Thomas Jefferson Papers
You searched for: “Hume, David; mentioned”
sorted by: date (ascending)
Permanent link for this document:
https://founders.archives.gov/documents/Jefferson/03-07-02-0506

José Corrêa da Serra’s Memorandum to Thomas Jefferson on Religious Education, [after 30 September 1814]

José Corrêa da Serra’s Memorandum on Religious Education

[after 30 Sept. 1814]

I have read with attention and ruminated your plan of school, and as you are above compliments i will only tell you that i would have been proud of having planned it, so much i find it proportionate to the actual degree of improvement of human mind, and to the present state of your nation. differ nevertheless in one point from you, which is the Theological branch, not for the reasons of Dr Cooper, because persuaded as i am that superstition and religion in the bulk of mankind must always exist, they being the natural result of the inequal proportion with which the different mental faculties are generally coupled in the human nature, it is much better to neutralize them, than to Leave them alone to work according their caustic nature. You have done much in America to neutralize them, by withdrawing any support from government, and breaking their old alliance, but that is not yet all; the best means of neutralizing them is by Learning infused in their ministers

The question is; if it is best to have the clergy of the most considerable sects, composed of gentlemen or vulgar people? of Learned or ignorant men. David Hume has in some manner resolved the first question, and there may be no doubt as to the second. If they are Learned they will in proportion be Liberal minded and neutralize the absurdities incidental to their creeds, if ignorant they will go on deeper and deeper into fanaticism and nonsense, which as you know are and will always be very epidemical and dangerous diseases.

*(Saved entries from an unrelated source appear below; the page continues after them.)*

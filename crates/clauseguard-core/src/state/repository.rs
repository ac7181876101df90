//! Persistence adapter trait.

use async_trait::async_trait;

use crate::error::Result;

/// Key-value storage for engine state that outlives a single operation.
///
/// Only two keys are used: the active session id (short-lived; losing it on
/// restart is acceptable) and the user role preference (long-lived). Writes
/// are last-writer-wins.
#[async_trait]
pub trait PersistenceAdapter: Send + Sync {
    /// Reads a value. `Ok(None)` if the key is absent.
    async fn get(&self, key: &str) -> Result<Option<String>>;

    /// Stores a value, replacing any previous one.
    async fn set(&self, key: &str, value: &str) -> Result<()>;

    /// Removes a key. Removing an absent key is not an error.
    async fn remove(&self, key: &str) -> Result<()>;
}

I wish therefore that there may be an opening Left in the University in order to have Learned clergymen, but their studies there to be real things, in which all sects agree (to avoid the just objections of Mr Cooper to Theology and ecclesiastical1 history) and of such nature that not only neutralize fanaticism, but protect important branches of Learning which otherwise will have no support amongst you.

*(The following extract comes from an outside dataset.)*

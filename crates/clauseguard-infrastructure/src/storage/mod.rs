//! Storage layer for atomic file operations.

mod state_file;

pub use state_file::{StateFile, StateTable};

  1. Natural Theology, which pretending to ground on reason the principles of general religion, makes them conversant with Metaphysics and the philosophy of human mind
2. Hebrew and its relation with oriental languages and oriental Litterature, in order to understand the Bible; the greek is already in the plan of the college
3. What is called Eruditio Biblica that is to say the knowledge of facts and things necessary or useful to understand the Bible. It is incr[e]dible what number of capital books exist on this object. Two works of the first eminence in natural history are the Hierozoicon of Bochart and the Hierobotanos of Celsius, on the animals and plants of the Bible. This branch of Learning carries a man to the deep recesses of the history of the Asiatic world, and to what remains of the first ages of mankind. The critical history of the books of the Bible, must make one of the chief articles of this branch.

All these studies have the natural effects of neutralizing fanaticism and enlarging the mind, to the contrary of what elements of Divinity and2 ecclesiastical history, whatever they may be must naturally have.

These few words are sufficient for you who3 will see in a moment the consequences. As for the other objections of Dr Cooper, they have put me in mind of many a rich atlas full of precious maps some minutely topographical, others geographical in different scales, but wanting a Mappemond in which they are found in their relative proportions, and positions.

MS (DLC: TJ Papers, 202:36077); in Corrêa da Serra’s hand; one word faint; undated, but apparently written during Corrêa da Serra’s autumn 1814 visit to Monticello, and certainly composed after the receipt by TJ on 30 Sept. of Thomas Cooper’s letter of 22 Sept. 1814; endorsed by TJ: “Correa.”

For the plan of school, see TJ to Peter Carr, 7 Sept. 1814. Cooper gave his reasons for omitting theology from a university curriculum in his letter to TJ of 22 Sept. 1814. eruditio biblica: “biblical education.” On the animals and plants of the bible, Corrêa da Serra cited Samuel Bochart, Hierozoicon Sive bipertitum opus de Animalibus Sacræ Scripturæ, 2 vols. (London, 1663), and Olof Celsius, Hierobotanicon, sive de Plantis Sacræ Scripturæ, dissertationes breves, 2 vols. (Uppsala, 1745–47). Mappemonde (mappemond): “map of the world” (OED description begins James A. H. Murray, J. A. Simpson, E. S. C. Weiner, and others, eds., The Oxford English Dictionary, 2d ed., 1989, 20 vols. description ends ).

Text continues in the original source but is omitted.